What needs to be done — Search term "alpha": copy each line of the data containing it.

== Segment start ==

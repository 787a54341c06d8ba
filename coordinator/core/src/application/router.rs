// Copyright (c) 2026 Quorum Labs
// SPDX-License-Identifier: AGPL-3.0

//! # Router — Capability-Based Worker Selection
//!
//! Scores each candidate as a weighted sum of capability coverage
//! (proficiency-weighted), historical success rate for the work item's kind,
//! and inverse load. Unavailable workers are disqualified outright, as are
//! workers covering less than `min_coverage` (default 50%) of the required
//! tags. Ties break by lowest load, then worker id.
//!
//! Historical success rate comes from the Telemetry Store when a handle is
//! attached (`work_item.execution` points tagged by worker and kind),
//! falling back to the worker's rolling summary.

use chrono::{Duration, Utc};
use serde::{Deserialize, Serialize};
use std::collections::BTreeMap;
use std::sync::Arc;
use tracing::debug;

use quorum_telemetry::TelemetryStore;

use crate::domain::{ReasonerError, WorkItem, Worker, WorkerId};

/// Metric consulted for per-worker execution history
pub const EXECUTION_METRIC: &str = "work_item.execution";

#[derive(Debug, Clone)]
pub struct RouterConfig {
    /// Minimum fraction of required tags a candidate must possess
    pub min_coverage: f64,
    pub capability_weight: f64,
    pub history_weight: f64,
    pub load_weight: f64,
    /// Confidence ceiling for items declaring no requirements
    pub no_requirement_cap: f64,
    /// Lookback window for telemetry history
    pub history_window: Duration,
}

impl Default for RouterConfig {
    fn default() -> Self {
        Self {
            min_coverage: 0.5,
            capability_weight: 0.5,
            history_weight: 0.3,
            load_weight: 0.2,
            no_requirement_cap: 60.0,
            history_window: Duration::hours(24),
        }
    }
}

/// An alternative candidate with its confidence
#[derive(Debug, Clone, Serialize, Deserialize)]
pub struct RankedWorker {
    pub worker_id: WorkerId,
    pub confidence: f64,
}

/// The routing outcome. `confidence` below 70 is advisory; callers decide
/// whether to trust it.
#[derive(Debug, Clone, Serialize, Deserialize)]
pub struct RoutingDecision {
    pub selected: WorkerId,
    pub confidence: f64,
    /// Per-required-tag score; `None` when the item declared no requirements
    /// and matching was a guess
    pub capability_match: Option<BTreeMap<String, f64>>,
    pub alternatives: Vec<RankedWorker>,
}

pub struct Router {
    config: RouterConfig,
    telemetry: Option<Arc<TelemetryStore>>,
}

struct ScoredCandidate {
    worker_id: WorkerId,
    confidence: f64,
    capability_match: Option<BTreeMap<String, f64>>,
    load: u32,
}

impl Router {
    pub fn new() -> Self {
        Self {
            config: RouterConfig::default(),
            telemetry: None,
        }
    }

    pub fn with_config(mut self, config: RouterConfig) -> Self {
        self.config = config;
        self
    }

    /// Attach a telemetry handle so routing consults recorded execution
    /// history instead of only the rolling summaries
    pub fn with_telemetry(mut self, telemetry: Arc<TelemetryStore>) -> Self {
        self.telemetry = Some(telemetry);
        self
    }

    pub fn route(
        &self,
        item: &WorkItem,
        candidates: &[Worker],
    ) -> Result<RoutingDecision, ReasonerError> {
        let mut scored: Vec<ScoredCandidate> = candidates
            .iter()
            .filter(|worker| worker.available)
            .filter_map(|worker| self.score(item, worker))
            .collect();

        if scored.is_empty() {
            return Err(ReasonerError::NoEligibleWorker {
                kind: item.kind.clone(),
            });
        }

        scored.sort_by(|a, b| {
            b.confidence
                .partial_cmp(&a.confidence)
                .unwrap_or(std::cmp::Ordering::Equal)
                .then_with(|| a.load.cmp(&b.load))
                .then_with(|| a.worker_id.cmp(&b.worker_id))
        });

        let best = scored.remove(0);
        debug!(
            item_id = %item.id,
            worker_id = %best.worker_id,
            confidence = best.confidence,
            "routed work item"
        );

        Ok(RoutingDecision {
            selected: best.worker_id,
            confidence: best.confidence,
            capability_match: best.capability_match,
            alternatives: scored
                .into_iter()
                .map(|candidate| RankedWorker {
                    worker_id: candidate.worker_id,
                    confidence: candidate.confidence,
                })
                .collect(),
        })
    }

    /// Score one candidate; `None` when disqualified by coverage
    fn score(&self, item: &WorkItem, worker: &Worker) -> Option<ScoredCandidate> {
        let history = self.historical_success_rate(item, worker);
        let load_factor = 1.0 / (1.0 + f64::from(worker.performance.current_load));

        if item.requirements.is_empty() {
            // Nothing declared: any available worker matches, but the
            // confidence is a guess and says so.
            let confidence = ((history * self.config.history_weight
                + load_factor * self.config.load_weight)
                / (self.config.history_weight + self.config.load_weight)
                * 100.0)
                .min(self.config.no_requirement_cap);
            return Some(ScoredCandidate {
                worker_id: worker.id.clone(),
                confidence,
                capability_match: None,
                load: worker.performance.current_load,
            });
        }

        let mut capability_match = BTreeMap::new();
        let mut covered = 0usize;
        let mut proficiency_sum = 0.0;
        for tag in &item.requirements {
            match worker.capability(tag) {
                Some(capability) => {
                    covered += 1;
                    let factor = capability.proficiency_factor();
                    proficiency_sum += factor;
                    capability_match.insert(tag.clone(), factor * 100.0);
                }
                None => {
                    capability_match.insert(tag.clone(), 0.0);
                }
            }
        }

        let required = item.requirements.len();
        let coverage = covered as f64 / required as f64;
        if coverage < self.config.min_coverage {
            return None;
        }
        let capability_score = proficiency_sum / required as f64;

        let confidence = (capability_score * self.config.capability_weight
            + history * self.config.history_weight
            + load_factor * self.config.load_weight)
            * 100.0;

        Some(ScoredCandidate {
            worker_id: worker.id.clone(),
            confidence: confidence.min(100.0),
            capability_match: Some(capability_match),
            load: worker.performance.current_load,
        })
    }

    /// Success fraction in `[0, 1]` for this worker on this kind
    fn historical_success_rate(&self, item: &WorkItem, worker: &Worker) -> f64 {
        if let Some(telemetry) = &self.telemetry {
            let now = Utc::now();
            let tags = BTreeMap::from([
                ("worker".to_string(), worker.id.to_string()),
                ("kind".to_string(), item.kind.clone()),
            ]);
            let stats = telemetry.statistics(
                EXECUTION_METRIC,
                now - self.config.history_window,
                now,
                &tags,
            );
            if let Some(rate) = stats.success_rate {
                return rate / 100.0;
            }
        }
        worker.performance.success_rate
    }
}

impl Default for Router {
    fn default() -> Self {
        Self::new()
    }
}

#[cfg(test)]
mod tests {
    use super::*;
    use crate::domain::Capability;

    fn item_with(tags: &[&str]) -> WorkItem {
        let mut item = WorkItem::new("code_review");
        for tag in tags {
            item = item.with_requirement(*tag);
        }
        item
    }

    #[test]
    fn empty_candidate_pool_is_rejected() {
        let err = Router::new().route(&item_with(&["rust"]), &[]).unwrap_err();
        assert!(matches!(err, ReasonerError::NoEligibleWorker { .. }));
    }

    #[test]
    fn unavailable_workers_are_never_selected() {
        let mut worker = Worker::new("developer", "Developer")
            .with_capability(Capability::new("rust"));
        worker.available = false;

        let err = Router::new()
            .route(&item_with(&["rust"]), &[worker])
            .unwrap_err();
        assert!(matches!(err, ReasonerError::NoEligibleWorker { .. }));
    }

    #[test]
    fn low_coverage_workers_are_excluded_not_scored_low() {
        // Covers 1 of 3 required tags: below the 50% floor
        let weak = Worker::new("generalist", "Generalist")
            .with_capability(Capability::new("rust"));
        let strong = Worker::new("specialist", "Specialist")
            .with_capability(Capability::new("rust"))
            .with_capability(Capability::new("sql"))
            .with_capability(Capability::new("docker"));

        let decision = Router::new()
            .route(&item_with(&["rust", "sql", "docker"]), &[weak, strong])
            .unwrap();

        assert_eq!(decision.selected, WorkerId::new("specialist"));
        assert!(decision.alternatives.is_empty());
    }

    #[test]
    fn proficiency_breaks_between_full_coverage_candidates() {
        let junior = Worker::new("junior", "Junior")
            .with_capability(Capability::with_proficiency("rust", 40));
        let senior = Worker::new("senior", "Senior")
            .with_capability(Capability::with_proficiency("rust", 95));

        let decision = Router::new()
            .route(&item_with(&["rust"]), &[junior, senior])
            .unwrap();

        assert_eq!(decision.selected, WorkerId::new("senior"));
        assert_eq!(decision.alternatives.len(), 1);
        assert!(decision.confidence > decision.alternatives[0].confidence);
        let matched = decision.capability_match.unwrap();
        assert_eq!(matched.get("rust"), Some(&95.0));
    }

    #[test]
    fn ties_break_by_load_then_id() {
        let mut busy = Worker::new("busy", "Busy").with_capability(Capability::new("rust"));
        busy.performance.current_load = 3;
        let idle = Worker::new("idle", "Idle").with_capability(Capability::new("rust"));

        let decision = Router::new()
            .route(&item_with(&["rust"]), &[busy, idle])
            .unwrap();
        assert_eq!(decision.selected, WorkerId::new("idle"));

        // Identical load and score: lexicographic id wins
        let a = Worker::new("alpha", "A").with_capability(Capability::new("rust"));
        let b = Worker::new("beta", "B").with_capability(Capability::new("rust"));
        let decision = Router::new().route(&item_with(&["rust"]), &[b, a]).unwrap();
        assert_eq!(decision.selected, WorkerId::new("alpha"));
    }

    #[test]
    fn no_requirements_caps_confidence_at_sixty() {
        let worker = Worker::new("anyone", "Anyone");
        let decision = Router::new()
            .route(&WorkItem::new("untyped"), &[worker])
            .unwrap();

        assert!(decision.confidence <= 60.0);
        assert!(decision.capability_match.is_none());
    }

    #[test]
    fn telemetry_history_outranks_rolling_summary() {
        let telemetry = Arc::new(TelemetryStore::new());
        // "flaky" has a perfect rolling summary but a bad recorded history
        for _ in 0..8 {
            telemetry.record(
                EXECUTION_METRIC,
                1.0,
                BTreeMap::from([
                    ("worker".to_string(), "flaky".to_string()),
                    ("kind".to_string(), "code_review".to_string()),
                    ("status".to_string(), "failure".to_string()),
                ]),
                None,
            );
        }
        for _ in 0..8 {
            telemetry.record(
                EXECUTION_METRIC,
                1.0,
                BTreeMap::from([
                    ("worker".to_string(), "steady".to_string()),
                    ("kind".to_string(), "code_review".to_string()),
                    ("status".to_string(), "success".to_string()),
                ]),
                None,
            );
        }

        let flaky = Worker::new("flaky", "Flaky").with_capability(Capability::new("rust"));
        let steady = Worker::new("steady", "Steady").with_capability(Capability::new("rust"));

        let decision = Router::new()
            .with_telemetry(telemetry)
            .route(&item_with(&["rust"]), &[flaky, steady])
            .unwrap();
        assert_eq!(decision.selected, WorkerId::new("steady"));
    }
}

== Segment end ==

Answer area —
        let a = Worker::new("alpha", "A").with_capability(Capability::new("rust"));
        assert_eq!(decision.selected, WorkerId::new("alpha"));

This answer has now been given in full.